If any signs of possible contaminants are present within the ground, the Environmental Health Officer should be notified at once. Swale Borough Council will be pleased to advise further on the recommended relevant action required.

6. Structure below ground

6.1 grades of concrete

Concrete for foundations and floor slabs can either be ready-mixed or, where a small quantity is required, mixed by hand or cement mixer.

In certain situations, sulphates may be present within the ground. If there is any doubt about the presence of sulphates, sulphate-resisting cement should be used. Guidance is given by Building research Station Digest 174 to the types of cement appropriate to specific concentrations of sulphates.

6.2 Wall below d.p.c

Walls below d.p.c. level are vulnerable to frost action and sulphate attack, particularly within 150mm of ground level. In these situations, brickwork having frost resistant qualities is advisable.

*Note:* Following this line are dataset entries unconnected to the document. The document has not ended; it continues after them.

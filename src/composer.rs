//! The heatmap composer: owns a table and its annotations, orders both axes,
//! derives colors and layout, then draws every panel on a [`Surface`].

use log::{debug, info};
use rustc_hash::FxHashMap;

use crate::annotation::{annotation_colors, AnnotationColors};
use crate::cluster::{validate_order, ClusterOrdering, LeafOrder, LinkageMethod, LinkageTree};
use crate::color::{resolve_color_bounds, ColorBounds, Colormap, Palette};
use crate::config::{AnnotationRequest, HeatmapOptions, LayoutOptions};
use crate::distance::DistanceMetric;
use crate::error::{HeatmapError, Result};
use crate::layout::{layout_panels, Panel, PanelGrid};
use crate::paint;
use crate::surface::Surface;
use crate::table::{AnnotationTable, Axis, Table, TableVersion};

#[derive(Debug, Clone, Copy, PartialEq, Eq)]
pub enum ComposerState {
    Configured,
    Rendered,
}

/// Everything a cached tree depends on
#[derive(Debug, Clone, Copy, PartialEq, Eq)]
struct LinkageKey {
    version: TableVersion,
    ordering: ClusterOrdering,
}

#[derive(Debug, Clone)]
struct CachedLinkage {
    key: LinkageKey,
    order: LeafOrder,
    tree: LinkageTree,
}

/// Order of one axis as resolved for a render
#[derive(Debug, Clone)]
struct ResolvedAxis {
    order: LeafOrder,
    ids: Vec<String>,
    /// Tree to draw, absent when the axis is not clustered
    tree: Option<LinkageTree>,
    /// Cache entry to commit once the render is validated
    fresh: Option<CachedLinkage>,
    from_cache: bool,
}

/// Colors of one drawn annotation track
#[derive(Debug, Clone, PartialEq)]
pub struct TrackColors {
    pub axis: Axis,
    pub name: String,
    pub colors: AnnotationColors,
}

/// What a successful render computed.
#[derive(Debug, Clone, PartialEq)]
pub struct RenderReport {
    pub row_ids: Vec<String>,
    pub column_ids: Vec<String>,
    pub bounds: ColorBounds,
    /// Column tracks first, then row tracks, each in request order
    pub tracks: Vec<TrackColors>,
    pub grid: PanelGrid,
    pub rows_from_cache: bool,
    pub columns_from_cache: bool,
}

/// Clustered heatmap composer.
///
/// Setters only record configuration and return the composer to
/// [`ComposerState::Configured`]. All work happens in [`render`], which
/// validates everything before the first draw call. Linkage trees are cached
/// per axis under a key made of the table digest and the clustering
/// parameters, so a stale tree is never reused.
///
/// [`render`]: HeatMapComposer::render
pub struct HeatMapComposer {
    table: Table,
    version: TableVersion,
    row_annotations: Option<AnnotationTable>,
    column_annotations: Option<AnnotationTable>,
    options: HeatmapOptions,
    state: ComposerState,
    linkages: FxHashMap<Axis, CachedLinkage>,
    linkage_runs: usize,
}

impl HeatMapComposer {
    pub fn new(table: Table, options: HeatmapOptions) -> Self {
        let version = table.version();
        HeatMapComposer {
            table,
            version,
            row_annotations: None,
            column_annotations: None,
            options,
            state: ComposerState::Configured,
            linkages: FxHashMap::default(),
            linkage_runs: 0,
        }
    }

    pub fn table(&self) -> &Table {
        &self.table
    }

    pub fn options(&self) -> &HeatmapOptions {
        &self.options
    }

    pub fn state(&self) -> ComposerState {
        self.state
    }

    /// Number of linkage trees actually computed so far
    pub fn linkage_computations(&self) -> usize {
        self.linkage_runs
    }

    fn configured(&mut self) -> &mut HeatmapOptions {
        self.state = ComposerState::Configured;
        &mut self.options
    }

    pub fn set_table(&mut self, table: Table) {
        self.version = table.version();
        self.table = table;
        self.state = ComposerState::Configured;
    }

    pub fn set_distance_metric(&mut self, metric: DistanceMetric) {
        self.configured().metric = metric;
    }

    pub fn set_linkage_method(&mut self, method: LinkageMethod) {
        self.configured().method = method;
    }

    pub fn set_row_clustering(&mut self, enabled: bool) {
        self.configured().cluster_rows = enabled;
    }

    pub fn set_column_clustering(&mut self, enabled: bool) {
        self.configured().cluster_columns = enabled;
    }

    /// Display order for rows while row clustering is off
    pub fn set_custom_row_order(&mut self, order: Option<Vec<String>>) {
        self.configured().custom_row_order = order;
    }

    /// Display order for columns while column clustering is off
    pub fn set_custom_column_order(&mut self, order: Option<Vec<String>>) {
        self.configured().custom_column_order = order;
    }

    pub fn set_optimal_ordering(&mut self, rows: bool, columns: bool) {
        let options = self.configured();
        options.optimal_row_ordering = rows;
        options.optimal_column_ordering = columns;
    }

    pub fn set_color_bounds(&mut self, vmin: Option<f64>, vmax: Option<f64>) {
        let options = self.configured();
        options.vmin = vmin;
        options.vmax = vmax;
    }

    pub fn set_symmetric_color_scale(&mut self, symmetric: bool, symmetry_point: f64) {
        let options = self.configured();
        options.symmetric = symmetric;
        options.symmetry_point = symmetry_point;
    }

    pub fn set_colormap(&mut self, colormap: Colormap) {
        self.configured().colormap = colormap;
    }

    /// Bind row annotations and choose which of their columns become tracks.
    pub fn set_row_annotations(&mut self, annotations: AnnotationTable, tracks: Vec<AnnotationRequest>) {
        self.row_annotations = Some(annotations);
        self.configured().row_annotations = tracks;
    }

    /// Bind column annotations and choose which of their columns become tracks.
    pub fn set_column_annotations(
        &mut self,
        annotations: AnnotationTable,
        tracks: Vec<AnnotationRequest>,
    ) {
        self.column_annotations = Some(annotations);
        self.configured().column_annotations = tracks;
    }

    pub fn set_palette(&mut self, palette: Palette) {
        self.configured().palette = palette;
    }

    pub fn set_show_labels(&mut self, rows: bool, columns: bool) {
        let options = self.configured();
        options.show_row_labels = rows;
        options.show_column_labels = columns;
    }

    pub fn set_plot_legend(&mut self, plot_legend: bool) {
        self.configured().plot_legend = plot_legend;
    }

    pub fn set_layout(&mut self, layout: LayoutOptions) {
        self.configured().layout = layout;
    }

    fn ordering(&self, axis: Axis) -> ClusterOrdering {
        let optimal = match axis {
            Axis::Rows => self.options.optimal_row_ordering,
            Axis::Columns => self.options.optimal_column_ordering,
        };
        ClusterOrdering::new(self.options.metric, self.options.method).with_optimal_ordering(optimal)
    }

    fn resolve_axis(&mut self, axis: Axis) -> Result<ResolvedAxis> {
        let (clustered, custom) = match axis {
            Axis::Rows => (self.options.cluster_rows, &self.options.custom_row_order),
            Axis::Columns => (self.options.cluster_columns, &self.options.custom_column_order),
        };
        let ids = self.table.ids(axis);

        if !clustered {
            let order = match custom {
                Some(custom) => validate_order(ids, axis, custom)?,
                None => LeafOrder::identity(ids.len()),
            };
            return Ok(ResolvedAxis {
                ids: order.ids(ids),
                order,
                tree: None,
                fresh: None,
                from_cache: false,
            });
        }

        let key = LinkageKey {
            version: self.version,
            ordering: self.ordering(axis),
        };
        if let Some(cached) = self.linkages.get(&axis).filter(|c| c.key == key) {
            debug!("Reusing cached {} linkage", axis);
            return Ok(ResolvedAxis {
                ids: cached.order.ids(ids),
                order: cached.order.clone(),
                tree: Some(cached.tree.clone()),
                fresh: None,
                from_cache: true,
            });
        }

        let (order, tree) = key.ordering.order(&self.table, axis)?;
        let resolved = ResolvedAxis {
            ids: order.ids(ids),
            order: order.clone(),
            tree: Some(tree.clone()),
            fresh: Some(CachedLinkage { key, order, tree }),
            from_cache: false,
        };
        self.linkage_runs += 1;
        Ok(resolved)
    }

    fn resolve_tracks(&self, axis: Axis, ordered_ids: &[String]) -> Result<Vec<TrackColors>> {
        let (annotations, requests) = match axis {
            Axis::Rows => (&self.row_annotations, &self.options.row_annotations),
            Axis::Columns => (&self.column_annotations, &self.options.column_annotations),
        };
        requests
            .iter()
            .map(|request| {
                let column = annotations
                    .as_ref()
                    .and_then(|a| a.column(&request.name))
                    .ok_or_else(|| HeatmapError::UnknownAnnotation {
                        axis,
                        annotation: request.name.clone(),
                    })?;
                let colors = annotation_colors(
                    ordered_ids,
                    column,
                    &self.options.palette,
                    request.colors.as_ref(),
                    request.colormap.unwrap_or_else(Colormap::gnbu_r),
                )?;
                Ok(TrackColors {
                    axis,
                    name: request.name.clone(),
                    colors,
                })
            })
            .collect()
    }

    /// Order, color, lay out and draw the figure on `surface`.
    ///
    /// Nothing is drawn and no cache entry changes unless every step before
    /// drawing succeeds.
    pub fn render(&mut self, surface: &mut dyn Surface) -> Result<RenderReport> {
        info!(
            "Rendering {} x {} heatmap",
            self.table.n_rows(),
            self.table.n_columns()
        );

        let rows = self.resolve_axis(Axis::Rows)?;
        let columns = self.resolve_axis(Axis::Columns)?;

        let bounds = resolve_color_bounds(
            &self.table,
            self.options.vmin,
            self.options.vmax,
            self.options.symmetric,
            self.options.symmetry_point,
        )?;
        debug!("Color bounds [{}, {}]", bounds.min, bounds.max);

        let mut tracks = self.resolve_tracks(Axis::Columns, &columns.ids)?;
        let column_tracks = tracks.len();
        tracks.extend(self.resolve_tracks(Axis::Rows, &rows.ids)?);
        let row_tracks = tracks.len() - column_tracks;

        let layout = &self.options.layout;
        let spec = layout.grid_spec(
            rows.tree.is_some(),
            row_tracks,
            columns.tree.is_some(),
            column_tracks,
            self.options.plot_legend,
        );
        let grid = layout_panels(&spec)?;
        debug!(
            "Panel grid {} x {}, figure {:?} mm",
            grid.n_rows(),
            grid.n_columns(),
            grid.figure_size()
        );

        // validated: commit new linkage trees before drawing
        for (axis, resolved) in [(Axis::Rows, &rows), (Axis::Columns, &columns)] {
            if let Some(fresh) = &resolved.fresh {
                self.linkages.insert(axis, fresh.clone());
            }
        }

        self.draw(surface, &grid, &rows, &columns, bounds, &tracks, column_tracks);

        self.state = ComposerState::Rendered;
        info!("Render complete");
        Ok(RenderReport {
            row_ids: rows.ids,
            column_ids: columns.ids,
            bounds,
            tracks,
            grid,
            rows_from_cache: rows.from_cache,
            columns_from_cache: columns.from_cache,
        })
    }

    #[allow(clippy::too_many_arguments)]
    fn draw(
        &self,
        surface: &mut dyn Surface,
        grid: &PanelGrid,
        rows: &ResolvedAxis,
        columns: &ResolvedAxis,
        bounds: ColorBounds,
        tracks: &[TrackColors],
        column_tracks: usize,
    ) {
        let layout = &self.options.layout;
        let (width, height) = grid.figure_size();
        surface.begin(width, height);

        if let (Some(tree), Some(rect)) = (&columns.tree, grid.rect(Panel::ColumnDendrogram)) {
            paint::paint_dendrogram(surface, rect, tree, &columns.order, Axis::Columns, layout.line_width);
        }
        for (i, track) in tracks[..column_tracks].iter().enumerate() {
            if let Some(rect) = grid.rect(Panel::ColumnAnnotation(i)) {
                paint::paint_annotation_track(surface, rect, &track.name, &track.colors, Axis::Columns, layout);
            }
        }
        if let (Some(tree), Some(rect)) = (&rows.tree, grid.rect(Panel::RowDendrogram)) {
            paint::paint_dendrogram(surface, rect, tree, &rows.order, Axis::Rows, layout.line_width);
        }
        for (i, track) in tracks[column_tracks..].iter().enumerate() {
            if let Some(rect) = grid.rect(Panel::RowAnnotation(i)) {
                paint::paint_annotation_track(surface, rect, &track.name, &track.colors, Axis::Rows, layout);
            }
        }

        if let Some(rect) = grid.rect(Panel::Heatmap) {
            paint::paint_heatmap(
                surface,
                rect,
                &self.table,
                &rows.order,
                &columns.order,
                bounds,
                &self.options.colormap,
            );
            paint::paint_tick_labels(
                surface,
                rect,
                self.options.show_row_labels.then_some(rows.ids.as_slice()),
                self.options.show_column_labels.then_some(columns.ids.as_slice()),
                layout,
            );
        }

        if let Some(rect) = grid.rect(Panel::Legend) {
            let legends: Vec<(&str, &AnnotationColors)> = tracks
                .iter()
                .map(|t| (t.name.as_str(), &t.colors))
                .collect();
            let indent = if self.options.show_row_labels {
                paint::row_label_width(layout.font_size)
            } else {
                0.0
            };
            paint::paint_legend(surface, rect, &self.options.colormap, bounds, &legends, indent, layout);
        }
    }

    /// Cut the linkage tree of a rendered axis into at most `k` flat clusters.
    ///
    /// Returns `(identifier, cluster)` pairs in display order.
    pub fn flat_clusters(&self, axis: Axis, k: usize) -> Result<Vec<(String, usize)>> {
        let key = LinkageKey {
            version: self.version,
            ordering: self.ordering(axis),
        };
        let cached = self
            .linkages
            .get(&axis)
            .filter(|c| c.key == key)
            .ok_or_else(|| {
                HeatmapError::clustering(format!(
                    "no {} linkage for the current configuration; render first",
                    axis
                ))
            })?;
        let clusters = cached.tree.flat_clusters(k);
        let ids = self.table.ids(axis);
        Ok(cached
            .order
            .indices()
            .iter()
            .map(|&i| (ids[i].clone(), clusters[i]))
            .collect())
    }
}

Mortar mixes for use below d.p.c evel can vary. (For general purposes proportions of 1 part of cement: 3 or 4 parts of sand (with plasticiser); or 1 of cement 1/2 of lime: 4 of sand are acceptable.

If sulphates are present within the ground, sulphate-resisting cement must be used.

In some situations it may be preferable to use blockwork below ground.

As there are a large variety of different types of blocks available, you are advised to consult manufactures details to determine which product is suitable for your intended use. 'Lightweight' blocks are not generally recommended where sulphates are present within the ground, and/or where conditions of a current British Board of Agrement Certificate cannot be met.

References

Building Regulations 1991.BRE Defect Action Sheet no 96 "foundations on Shrinkable Clay;

Avoiding Damage Due to trees. BRE Digest 298 "The Influence of Trees on House Foundations in Clay Soils".

British Standard - 8004 Code of Practice for Foundations. BRE Digest 240 & 241 Low-Rise Buildings on Shrinkable Clay Soils Part 1 & 2.